───── ENTRIES SUPPLIED
//! schematic-migrate CLI
//!
//! Command-line tool for comparing relational schema snapshots.

use std::path::{Path, PathBuf};
use std::process::ExitCode;

use clap::{Parser, Subcommand, ValueEnum};
use tokio_util::sync::CancellationToken;
use tracing::{Level, info, warn};
use tracing_subscriber::FmtSubscriber;

use schematic_migrate::prelude::*;

/// Schema diffing and migration synthesis for relational databases.
#[derive(Parser)]
#[command(name = "schematic-migrate")]
#[command(author, version, about, long_about = None)]
struct Cli {
    /// Server applied to names that omit one.
    #[arg(long, env = "SCHEMATIC_DEFAULT_SERVER", global = true)]
    default_server: Option<String>,

    /// Database applied to names that omit one.
    #[arg(long, env = "SCHEMATIC_DEFAULT_DATABASE", global = true)]
    default_database: Option<String>,

    /// Schema applied to names that omit one.
    #[arg(long, env = "SCHEMATIC_DEFAULT_SCHEMA", global = true)]
    default_schema: Option<String>,

    /// Enable verbose output.
    #[arg(short, long, global = true)]
    verbose: bool,

    #[command(subcommand)]
    command: Commands,
}

#[derive(Subcommand)]
enum Commands {
    /// Print the operations that migrate the existing schema to the target.
    Diff {
        /// Snapshot of the existing schema (JSON).
        #[arg(short, long)]
        existing: PathBuf,

        /// Snapshot of the target schema (JSON).
        #[arg(short, long)]
        target: PathBuf,

        /// Output format.
        #[arg(short, long, value_enum, default_value_t = OutputFormat::Text)]
        format: OutputFormat,

        /// Replay the operations and check that they reach the target.
        #[arg(long)]
        verify: bool,
    },

    /// Exit with a non-zero status when the schemas differ.
    Check {
        /// Snapshot of the existing schema (JSON).
        #[arg(short, long)]
        existing: PathBuf,

        /// Snapshot of the target schema (JSON).
        #[arg(short, long)]
        target: PathBuf,
    },
}

#[derive(Clone, Copy, PartialEq, Eq, ValueEnum)]
enum OutputFormat {
    /// One description per line.
    Text,
    /// The operations as a JSON array.
    Json,
}

impl Cli {
    /// Identifier defaults from the command line, if any were given.
    fn identifier_defaults(&self) -> Option<IdentifierDefaults> {
        if self.default_server.is_none()
            && self.default_database.is_none()
            && self.default_schema.is_none()
        {
            return None;
        }
        Some(IdentifierDefaults {
            server: self.default_server.clone(),
            database: self.default_database.clone(),
            schema: self.default_schema.clone(),
        })
    }
}

fn load_snapshots(
    existing: &Path,
    target: &Path,
    defaults: Option<&IdentifierDefaults>,
) -> anyhow::Result<(SchemaSnapshot, SchemaSnapshot)> {
    let mut existing = SchemaSnapshot::from_json_file(existing)?;
    let mut target = SchemaSnapshot::from_json_file(target)?;
    if let Some(defaults) = defaults {
        existing.identifier_defaults = defaults.clone();
        target.identifier_defaults = defaults.clone();
    }
    Ok((existing, target))
}

#[tokio::main]
async fn main() -> anyhow::Result<ExitCode> {
    let cli = Cli::parse();

    // Setup logging
    let log_level = if cli.verbose {
        Level::DEBUG
    } else {
        Level::INFO
    };
    let subscriber = FmtSubscriber::builder()
        .with_max_level(log_level)
        .with_target(false)
        .without_time()
        .with_writer(std::io::stderr)
        .finish();
    tracing::subscriber::set_global_default(subscriber)?;

    let cancel = CancellationToken::new();
    {
        let cancel = cancel.clone();
        tokio::spawn(async move {
            if tokio::signal::ctrl_c().await.is_ok() {
                warn!("Interrupted, cancelling");
                cancel.cancel();
            }
        });
    }

    let cli_defaults = cli.identifier_defaults();
    let registry = ResolverRegistry::with_defaults();

    match cli.command {
        Commands::Diff {
            existing,
            target,
            format,
            verify,
        } => {
            let (existing, target) = load_snapshots(&existing, &target, cli_defaults.as_ref())?;
            let differ = RelationalDatabaseDiffer::new(
                DifferOptions::new()
                    .with_identifier_defaults(existing.identifier_defaults.clone()),
            );

            let operations = differ.diff(&existing, &target, &registry, &cancel).await?;
            info!(operations = operations.len(), "Computed migration");

            match format {
                OutputFormat::Text => {
                    for operation in &operations {
                        println!("{}", operation.description());
                    }
                }
                OutputFormat::Json => {
                    println!("{}", serde_json::to_string_pretty(&operations)?);
                }
            }

            if verify {
                let mut state = SchemaState::from_snapshot(existing);
                state.apply_all(&operations)?;
                if differ.has_differences(state.snapshot(), &target, &registry)? {
                    anyhow::bail!("Replayed migration does not reach the target schema");
                }
                info!("Verified: replayed migration reaches the target schema");
            }
        }

        Commands::Check { existing, target } => {
            let (existing, target) = load_snapshots(&existing, &target, cli_defaults.as_ref())?;
            let differ = RelationalDatabaseDiffer::new(
                DifferOptions::new()
                    .with_identifier_defaults(existing.identifier_defaults.clone()),
            );

            if differ.has_differences(&existing, &target, &registry)? {
                info!("Schemas differ");
                return Ok(ExitCode::FAILURE);
            }
            info!("Schemas are identical");
        }
    }

    Ok(ExitCode::SUCCESS)
}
──────────
Copy each record from above exactly, and include every line.

• _OUTPUT FOR THIS EXERCISE_
//! schematic-migrate CLI
//!
//! Command-line tool for comparing relational schema snapshots.

use std::path::{Path, PathBuf};
use std::process::ExitCode;

use clap::{Parser, Subcommand, ValueEnum};
use tokio_util::sync::CancellationToken;
use tracing::{Level, info, warn};
use tracing_subscriber::FmtSubscriber;

use schematic_migrate::prelude::*;

/// Schema diffing and migration synthesis for relational databases.
#[derive(Parser)]
#[command(name = "schematic-migrate")]
#[command(author, version, about, long_about = None)]
struct Cli {
    /// Server applied to names that omit one.
    #[arg(long, env = "SCHEMATIC_DEFAULT_SERVER", global = true)]
    default_server: Option<String>,

    /// Database applied to names that omit one.
    #[arg(long, env = "SCHEMATIC_DEFAULT_DATABASE", global = true)]
    default_database: Option<String>,

    /// Schema applied to names that omit one.
    #[arg(long, env = "SCHEMATIC_DEFAULT_SCHEMA", global = true)]
    default_schema: Option<String>,

    /// Enable verbose output.
    #[arg(short, long, global = true)]
    verbose: bool,

    #[command(subcommand)]
    command: Commands,
}

#[derive(Subcommand)]
enum Commands {
    /// Print the operations that migrate the existing schema to the target.
    Diff {
        /// Snapshot of the existing schema (JSON).
        #[arg(short, long)]
        existing: PathBuf,

        /// Snapshot of the target schema (JSON).
        #[arg(short, long)]
        target: PathBuf,

        /// Output format.
        #[arg(short, long, value_enum, default_value_t = OutputFormat::Text)]
        format: OutputFormat,

        /// Replay the operations and check that they reach the target.
        #[arg(long)]
        verify: bool,
    },

    /// Exit with a non-zero status when the schemas differ.
    Check {
        /// Snapshot of the existing schema (JSON).
        #[arg(short, long)]
        existing: PathBuf,

        /// Snapshot of the target schema (JSON).
        #[arg(short, long)]
        target: PathBuf,
    },
}

#[derive(Clone, Copy, PartialEq, Eq, ValueEnum)]
enum OutputFormat {
    /// One description per line.
    Text,
    /// The operations as a JSON array.
    Json,
}

impl Cli {
    /// Identifier defaults from the command line, if any were given.
    fn identifier_defaults(&self) -> Option<IdentifierDefaults> {
        if self.default_server.is_none()
            && self.default_database.is_none()
            && self.default_schema.is_none()
        {
            return None;
        }
        Some(IdentifierDefaults {
            server: self.default_server.clone(),
            database: self.default_database.clone(),
            schema: self.default_schema.clone(),
        })
    }
}

fn load_snapshots(
    existing: &Path,
    target: &Path,
    defaults: Option<&IdentifierDefaults>,
) -> anyhow::Result<(SchemaSnapshot, SchemaSnapshot)> {
    let mut existing = SchemaSnapshot::from_json_file(existing)?;
    let mut target = SchemaSnapshot::from_json_file(target)?;
    if let Some(defaults) = defaults {
        existing.identifier_defaults = defaults.clone();
        target.identifier_defaults = defaults.clone();
    }
    Ok((existing, target))
}

#[tokio::main]
async fn main() -> anyhow::Result<ExitCode> {
    let cli = Cli::parse();

    // Setup logging
    let log_level = if cli.verbose {
        Level::DEBUG
    } else {
        Level::INFO
    };
    let subscriber = FmtSubscriber::builder()
        .with_max_level(log_level)
        .with_target(false)
        .without_time()
        .with_writer(std::io::stderr)
        .finish();
    tracing::subscriber::set_global_default(subscriber)?;

    let cancel = CancellationToken::new();
    {
        let cancel = cancel.clone();
        tokio::spawn(async move {
            if tokio::signal::ctrl_c().await.is_ok() {
                warn!("Interrupted, cancelling");
                cancel.cancel();
            }
        });
    }

    let cli_defaults = cli.identifier_defaults();
    let registry = ResolverRegistry::with_defaults();

    match cli.command {
        Commands::Diff {
            existing,
            target,
            format,
            verify,
        } => {
            let (existing, target) = load_snapshots(&existing, &target, cli_defaults.as_ref())?;
            let differ = RelationalDatabaseDiffer::new(
                DifferOptions::new()
                    .with_identifier_defaults(existing.identifier_defaults.clone()),
            );

            let operations = differ.diff(&existing, &target, &registry, &cancel).await?;
            info!(operations = operations.len(), "Computed migration");

            match format {
                OutputFormat::Text => {
                    for operation in &operations {
                        println!("{}", operation.description());
                    }
                }
                OutputFormat::Json => {
                    println!("{}", serde_json::to_string_pretty(&operations)?);
                }
            }

            if verify {
                let mut state = SchemaState::from_snapshot(existing);
                state.apply_all(&operations)?;
                if differ.has_differences(state.snapshot(), &target, &registry)? {
                    anyhow::bail!("Replayed migration does not reach the target schema");
                }
                info!("Verified: replayed migration reaches the target schema");
            }
        }

        Commands::Check { existing, target } => {
            let (existing, target) = load_snapshots(&existing, &target, cli_defaults.as_ref())?;
            let differ = RelationalDatabaseDiffer::new(
                DifferOptions::new()
                    .with_identifier_defaults(existing.identifier_defaults.clone()),
            );

            if differ.has_differences(&existing, &target, &registry)? {
                info!("Schemas differ");
                return Ok(ExitCode::FAILURE);
            }
            info!("Schemas are identical");
        }
    }

    Ok(ExitCode::SUCCESS)
}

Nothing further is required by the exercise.